Villalobos v. Attorney Gen.
Decision Date | 10 February 2022 |
Docket Number | CV-17-00633-PHX-DJH |
Parties | Joshua Idlefonso Villalobos, Petitioner, v. Attorney General of the State of Arizona, et al., Respondents. |
Court | U.S. District Court — District of Arizona |
This matter is before the Court on Petitioner Joshua Idelfonso Villalobos's (“Petitioner”) pro se Petition for Writ of Habeas Corpus pursuant to 28 U.S.C § 2254 (Doc. 1) (“Petition”), filed on March 3, 2017. (Id. at 26). On May 20, 2021, United States Magistrate Judge Camille D. Bibles issued a Report and Recommendation (“R&R”) in which she recommended that the Petition be denied (Doc. 68). Represented by appointed counsel, Mr. Villalobos filed Objections (Doc. 73), to which Respondents Replied (Doc. 76).
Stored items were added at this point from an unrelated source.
//! # Outbound Ports (Driven Ports)
//!
//! Collaborators genesis writes through. The host node supplies production
//! implementations; `adapters` provides in-memory ones.

use crate::domain::{DerivationError, LedgerError, RestrictingPlan, StateError, StoreError};
use shared_types::{Address, NodeId, U256};

/// Base layer of the versioned snapshot store.
///
/// Genesis writes bypass block-scoped versioning and land directly in the
/// base database.
pub trait SnapshotStore: Send + Sync {
    /// Put a single key-value pair into the base database.
    fn put_base(&mut self, key: &[u8], value: &[u8]) -> Result<(), StoreError>;

    /// Get a value from the base database.
    fn get_base(&self, key: &[u8]) -> Result<Option<Vec<u8>>, StoreError>;

    /// Write a batch atomically: either every pair lands or none does.
    ///
    /// Implementations must not leave a prefix of `writes` behind on error.
    fn put_base_batch(&mut self, writes: &[(Vec<u8>, Vec<u8>)]) -> Result<(), StoreError>;
}

/// Undo journal over in-process state.
///
/// Genesis marks account state and the ledger before committing to them and
/// reverts both if any later commit step fails.
pub trait Checkpoint {
    /// Mark the current contents. The id is valid until reverted past.
    fn checkpoint(&mut self) -> usize;

    /// Drop every change made since `id`, along with later checkpoints.
    fn revert_to_checkpoint(&mut self, id: usize);
}

/// Contract account state (statedb).
pub trait AccountState: Checkpoint + Send + Sync {
    fn set_state(&mut self, address: Address, key: &[u8], value: Vec<u8>)
        -> Result<(), StateError>;

    fn get_state(&self, address: Address, key: &[u8]) -> Result<Option<Vec<u8>>, StateError>;

    fn add_balance(&mut self, address: Address, amount: U256) -> Result<(), StateError>;

    fn balance(&self, address: Address) -> Result<U256, StateError>;
}

/// Ledger of time-locked balances released at epoch boundaries.
pub trait RestrictingLedger: Checkpoint + Send + Sync {
    /// Record future releases for `account`.
    fn create_restricting_record(
        &mut self,
        account: Address,
        plans: &[RestrictingPlan],
    ) -> Result<(), LedgerError>;
}

/// Maps a node identity to its on-chain address.
pub trait AddressDeriver: Send + Sync {
    fn node_address(&self, node_id: &NodeId) -> Result<Address, DerivationError>;
}
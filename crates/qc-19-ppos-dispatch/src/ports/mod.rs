//! # Ports
//!
//! What the dispatcher needs from the execution context it runs handlers on.

pub mod outbound;

pub use outbound::*;
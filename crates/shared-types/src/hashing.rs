//! Keccak-256 helpers.

use crate::entities::Hash;
use sha3::{Digest, Keccak256};

/// Compute Keccak256 hash.
#[must_use]
pub fn keccak256(data: &[u8]) -> Hash {
    let mut hasher = Keccak256::new();
    hasher.update(data);
    hasher.finalize().into()
}
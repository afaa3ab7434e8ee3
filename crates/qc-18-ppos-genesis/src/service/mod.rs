//! # Service Layer
//!
//! Genesis construction: the hash-chained write path, the allowance schedule
//! and the builder that drives both.

pub mod allowance;
pub mod builder;
pub mod hash_chain;

pub use allowance::{AllowanceSchedule, GenesisAllowanceScheduler};
pub use builder::{GenesisOutcome, GenesisParams, GenesisStateBuilder, GenesisSummary, SkipReason};
pub use hash_chain::{fold_kv_hash, HashChainedStore};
In an order affirming Petitioner's convictions and sentence the Arizona Supreme Court set forth the facts of Petitioner's case as follows:
(Doc. 14-1 at 2-4). The Arizona Supreme Court affirmed Petitioner's convictions and sentences on appeal. (Id. at 25). The United States Supreme Court subsequently denied Petitioner's writ of certiorari. (Doc. 14-4).
Petitioner filed a notice of post-conviction relief in Arizona state court on January 20, 2011. (Doc. 14-5). The postconviction court granted an evidentiary hearing on four of Petitioner's claims and denied the remaining claims on the briefing, including Petitioner's arguments that his appellate counsel was ineffective for failing to argue that the trial court improperly limited his cross-examination of Verdugo, and that the cumulative errors by counsel unconstitutionally prejudiced the guilt phase of his trial. (Doc. 18-2 at 5-6).[2] Two of the claims the court granted an evidentiary hearing on-trial counsel's ineffectiveness in failing to hire a pathologist to challenge the medical examiner's testimony; and appellate counsel's ineffectiveness in failing to argue on direct appeal that the trial court erred in denying Petitioner's request for a lesser-included instruction on the felony murder child abuse charge-are at issue in Petitioner's federal habeas petition. (Id.; Doc. 1). Following the July 14 and 15, 2014, evidentiary hearing, the state PCR court denied these remaining claims. (Doc. 19). Petitioner appealed to the Arizona Supreme Court; on September 22, 2015, the Arizona Supreme Court summarily denied review. (Doc. 20-3).
Petitioner filed the instant habeas petition on March 1, 2017. (Doc. 1).
Petitioner raises four grounds for relief in his federal habeas petition, which he filed pro se. First, he claims that his trial counsel was ineffective for failing to retain a pathologist who would have helped him prove that he “did not cause the fatal injury” and would have assisted in the cross-examination of the state's pathology expert (“Ground One”). (Doc. 1 at 6). Second, Petitioner says that he was denied effective assistance of appellate counsel when his counsel failed to argue on appeal that the trial court erred by refusing to give a lesser-included instruction for reckless child abuse (“Ground Two”). (Id. at 7). Third, Petitioner claims he was denied effective assistance of appellate counsel when appellate counsel failed to argue the trial court erred in refusing Petitioner the right to cross-examine his “co-defendant Verdugo about bias and a motive to lie” (“Ground Three”). (Id. at 8). Finally, Petitioner argues that he is entitled to habeas relief because the cumulative effect of his trial and appellate counsels' deficient performance has deprived him of the effective assistance of counsel (“Ground Four”). (Id. at 9). Respondents filed a Response (Docs. 11-21). Petitioner was subsequently appointed counsel (Doc. 24). After requesting multiple extensions of time, [3] and after several changes in appointed counsel (Docs. 24; 39; 47), Petitioner filed a 65-page counseled Reply in support of his Petition (Doc. 63).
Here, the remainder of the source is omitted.